Maria Edgeworth (1767-1849): an impressive figure, she wrote for children and adults, and held progressive views on education. Photograph of engraving: Universal History Archive/Getty Images

 

I cannot recall exactly when I first read Castle Rackrent but I clearly recall how much I enjoyed reading it. It’s been well described as a romp cum fable; on a more serious level, it’s a satire on Anglo-Irish landlords of the late 18th century and alludes to the rise of the Catholic middle class.

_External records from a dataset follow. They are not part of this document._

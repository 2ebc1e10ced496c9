//! Common utilities and shared types for the indset workspace.
//!
//! This crate provides search configuration and the bundled graph cases
//! used across the solver and CLI test suites.

mod config;
mod test_cases;

pub use crate::config::*;
pub use crate::test_cases::*;
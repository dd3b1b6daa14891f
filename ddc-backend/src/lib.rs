//! The [`Backend`] contract and every decorator wrapper the backend
//! graph can be built from (§4.1, §4.5).

pub mod backend;
pub mod error;
pub mod wrappers;

#[cfg(test)]
mod test_support;

pub use backend::{Backend, DynBackend};
pub use error::{BackendError, BackendResult};
pub use wrappers::*;
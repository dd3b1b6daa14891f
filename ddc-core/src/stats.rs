//! Usage-statistics counters gathered from every node in a backend graph.
//!
//! Grounded on the original engine's `FDerivedDataCacheUsageStats`: calls,
//! hits and bytes are tracked per-operation, bucketed into "game thread"
//! (the thread that first touched this node — cheap, uncontended counters)
//! versus "other threads" (every other caller, which must use atomics).
//! Telemetry rollup on top of these counters is out of scope; this module
//! only defines the counter shape and the accumulation contract.

use std::sync::atomic::{AtomicU64, Ordering};
use std::thread::ThreadId;

/// Calls, hits and cumulative bytes for one operation (get/put/exists) on
/// one thread bucket.
#[derive(Debug, Default)]
pub struct OpStats {
    calls: AtomicU64,
    hits: AtomicU64,
    bytes: AtomicU64,
}

impl OpStats {
    pub fn record_call(&self) {
        self.calls.fetch_add(1, Ordering::Relaxed);
    }

    pub fn record_hit(&self, bytes: u64) {
        self.hits.fetch_add(1, Ordering::Relaxed);
        self.bytes.fetch_add(bytes, Ordering::Relaxed);
    }

    pub fn calls(&self) -> u64 {
        self.calls.load(Ordering::Relaxed)
    }

    pub fn hits(&self) -> u64 {
        self.hits.load(Ordering::Relaxed)
    }

    pub fn bytes(&self) -> u64 {
        self.bytes.load(Ordering::Relaxed)
    }

    fn snapshot(&self) -> OpStatsSnapshot {
        OpStatsSnapshot {
            calls: self.calls(),
            hits: self.hits(),
            bytes: self.bytes(),
        }
    }
}

/// Immutable point-in-time copy of [`OpStats`], suitable for logging or
/// serializing into a telemetry event.
#[derive(Debug, Clone, Copy, Default, PartialEq, Eq)]
pub struct OpStatsSnapshot {
    pub calls: u64,
    pub hits: u64,
    pub bytes: u64,
}

/// One operation's stats, split by which thread recorded them. The
/// "game thread" bucket is whichever thread first records against this
/// instance; every other thread accumulates into "other threads". Both
/// buckets use the same atomic counters — the split only matters for
/// reporting, since DDC access from the main thread is the unusual case
/// worth calling out separately.
#[derive(Debug, Default)]
pub struct ThreadBucketStats {
    origin: std::sync::OnceLock<ThreadId>,
    game_thread: OpStats,
    other_threads: OpStats,
}

impl ThreadBucketStats {
    fn bucket_for_current_thread(&self) -> &OpStats {
        let current = std::thread::current().id();
        let origin = *self.origin.get_or_init(|| current);
        if origin == current {
            &self.game_thread
        } else {
            &self.other_threads
        }
    }

    pub fn record_call(&self) {
        self.bucket_for_current_thread().record_call();
    }

    pub fn record_hit(&self, bytes: u64) {
        self.bucket_for_current_thread().record_hit(bytes);
    }

    pub fn game_thread(&self) -> OpStatsSnapshot {
        self.game_thread.snapshot()
    }

    pub fn other_threads(&self) -> OpStatsSnapshot {
        self.other_threads.snapshot()
    }
}

/// Usage stats for one node in a backend graph: `Get`, `Put` and `Exists`
/// each tracked separately, thread-bucketed.
#[derive(Debug, Default)]
pub struct DdcUsageStats {
    pub get: ThreadBucketStats,
    pub put: ThreadBucketStats,
    pub exists: ThreadBucketStats,
}

/// A usage-stats map as produced by `gather_usage_stats`: dotted node
/// paths (`"0"`, `"0.1"`, `"0.1.0"`, ...) to that node's stats, matching
/// the original engine's convention of keying by graph position.
pub type UsageStatsMap = std::collections::BTreeMap<String, DdcUsageStatsSnapshot>;

/// Point-in-time snapshot of [`DdcUsageStats`] for inclusion in a
/// [`UsageStatsMap`].
#[derive(Debug, Clone, Copy, Default)]
pub struct DdcUsageStatsSnapshot {
    pub get_game_thread: OpStatsSnapshot,
    pub get_other_threads: OpStatsSnapshot,
    pub put_game_thread: OpStatsSnapshot,
    pub put_other_threads: OpStatsSnapshot,
    pub exists_game_thread: OpStatsSnapshot,
    pub exists_other_threads: OpStatsSnapshot,
}

impl DdcUsageStats {
    pub fn snapshot(&self) -> DdcUsageStatsSnapshot {
        DdcUsageStatsSnapshot {
            get_game_thread: self.get.game_thread(),
            get_other_threads: self.get.other_threads(),
            put_game_thread: self.put.game_thread(),
            put_other_threads: self.put.other_threads(),
            exists_game_thread: self.exists.game_thread(),
            exists_other_threads: self.exists.other_threads(),
        }
    }
}
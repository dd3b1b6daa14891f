//! Filesystem backend (§4.3): one file per entry under a hashed path,
//! with opportunistic mtime-touching so frequently accessed entries
//! resist the age-based cleanup sweep.

use std::path::{Path, PathBuf};
use std::sync::atomic::{AtomicBool, Ordering};
use std::time::{Duration, SystemTime};

use async_trait::async_trait;
use ddc_backend::{Backend, BackendError, BackendResult};
use ddc_core::{CacheKey, DdcUsageStats, Payload, UsageStatsMap};
use tracing::warn;
use uuid::Uuid;

use crate::paths::entry_path;

/// Configuration accepted at construction, mirroring the `FileSystem`
/// node's option table (§6).
#[derive(Debug, Clone)]
pub struct FileSystemConfig {
    pub root: PathBuf,
    pub read_only: bool,
    pub touch_on_exists: bool,
    pub unused_file_age: Duration,
}

impl Default for FileSystemConfig {
    fn default() -> Self {
        FileSystemConfig {
            root: PathBuf::from("."),
            read_only: false,
            touch_on_exists: false,
            unused_file_age: Duration::from_secs(60 * 60 * 24 * 30),
        }
    }
}

/// The filesystem tier. Construction probes the root for writability;
/// a failed probe (and an otherwise-empty directory) demotes the
/// backend to unusable, matching §4.3's initialization contract.
pub struct FileSystemBackend {
    config: FileSystemConfig,
    writable: AtomicBool,
    stats: DdcUsageStats,
}

impl FileSystemBackend {
    pub async fn new(config: FileSystemConfig) -> Self {
        let writable = if config.read_only {
            false
        } else {
            probe_writable(&config.root).await
        };
        FileSystemBackend {
            config,
            writable: AtomicBool::new(writable),
            stats: DdcUsageStats::default(),
        }
    }

    fn path_for(&self, key: &CacheKey) -> PathBuf {
        entry_path(&self.config.root, key)
    }

    async fn maybe_touch(&self, path: &Path) {
        let should_touch = if self.config.touch_on_exists {
            true
        } else {
            match tokio::fs::metadata(path).await.and_then(|m| m.modified()) {
                Ok(modified) => match SystemTime::now().duration_since(modified) {
                    Ok(age) => age > self.config.unused_file_age / 4,
                    Err(_) => false,
                },
                Err(_) => false,
            }
        };
        if should_touch {
            let now = filetime::FileTime::now();
            let _ = tokio::task::spawn_blocking({
                let path = path.to_path_buf();
                move || filetime::set_file_mtime(&path, now)
            })
            .await;
        }
    }
}

async fn probe_writable(root: &Path) -> bool {
    if tokio::fs::create_dir_all(root).await.is_err() {
        return false;
    }
    let probe_path = root.join(format!("probe.{}", Uuid::new_v4()));
    match tokio::fs::write(&probe_path, b"probe").await {
        Ok(()) => {
            let _ = tokio::fs::remove_file(&probe_path).await;
            true
        }
        Err(err) => {
            warn!(?root, error = %err, "filesystem backend: write probe failed, falling back to read-only");
            false
        }
    }
}

#[async_trait]
impl Backend for FileSystemBackend {
    fn is_writable(&self) -> bool {
        self.writable.load(Ordering::SeqCst)
    }

    async fn probably_exists(&self, key: &CacheKey) -> bool {
        let path = self.path_for(key);
        if tokio::fs::metadata(&path).await.is_ok() {
            self.maybe_touch(&path).await;
            true
        } else {
            false
        }
    }

    async fn get(&self, key: &CacheKey) -> BackendResult<Option<Payload>> {
        self.stats.get.record_call();
        let path = self.path_for(key);
        match tokio::fs::read(&path).await {
            Ok(bytes) if !bytes.is_empty() => {
                self.stats.get.record_hit(bytes.len() as u64);
                Ok(Some(Payload::from(bytes)))
            }
            Ok(_) => Ok(None),
            Err(err) if err.kind() == std::io::ErrorKind::NotFound => Ok(None),
            Err(err) => Err(BackendError::Io(err)),
        }
    }

    async fn put(
        &self,
        key: &CacheKey,
        payload: Payload,
        put_even_if_exists: bool,
    ) -> BackendResult<()> {
        self.stats.put.record_call();
        if !self.is_writable() {
            return Ok(());
        }
        let path = self.path_for(key);
        if !put_even_if_exists && tokio::fs::metadata(&path).await.is_ok() {
            return Ok(());
        }
        let Some(dir) = path.parent() else {
            return Err(BackendError::Configuration("entry path has no parent".into()));
        };
        tokio::fs::create_dir_all(dir).await?;

        let temp_path = dir.join(format!("temp.{}", Uuid::new_v4()));
        tokio::fs::write(&temp_path, &payload).await?;

        match tokio::fs::rename(&temp_path, &path).await {
            Ok(()) => {
                self.stats.put.record_hit(payload.len() as u64);
                Ok(())
            }
            Err(_) => {
                // A concurrent put may have already created the target;
                // that race is accepted silently per §4.3.
                let _ = tokio::fs::remove_file(&temp_path).await;
                Ok(())
            }
        }
    }

    async fn remove(&self, key: &CacheKey, _transient: bool) -> BackendResult<()> {
        let path = self.path_for(key);
        match tokio::fs::remove_file(&path).await {
            Ok(()) => Ok(()),
            Err(err) if err.kind() == std::io::ErrorKind::NotFound => Ok(()),
            Err(err) => Err(BackendError::Io(err)),
        }
    }

    fn gather_usage_stats(&self, map: &mut UsageStatsMap, path: &str) {
        map.insert(path.to_string(), self.stats.snapshot());
    }
}

#[cfg(test)]
mod tests {
    use super::*;
    use bytes::Bytes;
    use tempfile::tempdir;

    fn key(s: &str) -> CacheKey {
        CacheKey::new(s).unwrap()
    }

    async fn backend(root: PathBuf) -> FileSystemBackend {
        FileSystemBackend::new(FileSystemConfig {
            root,
            ..Default::default()
        })
        .await
    }

    #[tokio::test]
    async fn round_trips_a_value() {
        let dir = tempdir().unwrap();
        let backend = backend(dir.path().to_path_buf()).await;
        assert!(backend.is_writable());

        backend.put(&key("K"), Bytes::from_static(b"payload"), true).await.unwrap();
        assert_eq!(
            backend.get(&key("K")).await.unwrap().as_deref(),
            Some(&b"payload"[..])
        );
    }

    #[tokio::test]
    async fn miss_on_unknown_key_returns_none() {
        let dir = tempdir().unwrap();
        let backend = backend(dir.path().to_path_buf()).await;
        assert!(backend.get(&key("MISSING")).await.unwrap().is_none());
    }

    #[tokio::test]
    async fn keys_are_case_insensitive() {
        let dir = tempdir().unwrap();
        let backend = backend(dir.path().to_path_buf()).await;
        backend.put(&key("AbC"), Bytes::from_static(b"v"), true).await.unwrap();
        assert_eq!(
            backend.get(&key("ABC")).await.unwrap().as_deref(),
            Some(&b"v"[..])
        );
    }

    #[tokio::test]
    async fn gather_usage_stats_reports_real_get_and_put_counts() {
        let dir = tempdir().unwrap();
        let backend = backend(dir.path().to_path_buf()).await;
        backend.put(&key("K"), Bytes::from_static(b"payload"), true).await.unwrap();
        backend.get(&key("K")).await.unwrap();
        backend.get(&key("MISSING")).await.unwrap();

        let mut map = UsageStatsMap::new();
        backend.gather_usage_stats(&mut map, "0");
        let snapshot = map.get("0").unwrap();
        assert_eq!(snapshot.put_game_thread.calls, 1);
        assert_eq!(snapshot.put_game_thread.hits, 1);
        assert_eq!(snapshot.get_game_thread.calls, 2);
        assert_eq!(snapshot.get_game_thread.hits, 1);
    }
}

During that first enjoyable read, I little realised its – or Maria Edgeworth’s – importance in the evolution of the English novel. For the first 20 years of the 19th century, she was the most successful and celebrated living novelist writing in English. Castle Rackrent clocks up an impressive list of firsts: first Anglo-Irish novel, first historical novel, and the first in a series of what might be called “Big House Saga” novels.

Social issues

By any standards, Edgeworth is an impressive figure; significant in the evolution of the novel, she wrote for children and adults, was deeply interested in economics, politics and history and wove those interests into her grasp of social issues. She held progressive views on education, supporting and endowing co-ed schools to educate boys and girls together and in the same way.

On the social position of women, she was equally progressive. The women in Castle Rackrent are well capable of standing on their own. She defended women’s right to marry whom they wished, regardless of what society or their families expected of them; this, too, is evident in the novel.

Role of money

The four generations of gentry in the novel are hopeless with money: either they spend extravagantly when some sensible money-management would help the estate or they’re too tight-fisted to pay proper wages and are thus unable to find the sort of workers needed to make the estate pay its way.

The lively narration is the novel’s great strength but narrator Thady Quirk, who is the estate steward, cannot be taken at face value. Known as “Honest Thady”, according to himself, he frequently stresses his impartiality almost as often as reminding us he’s a good honest man who’s financially capable (comparing himself very favourably with the Rackrents), all the while claiming not to have any specific side to himself at all.

Enjoy the read and don’t worry about the literary-historical importance.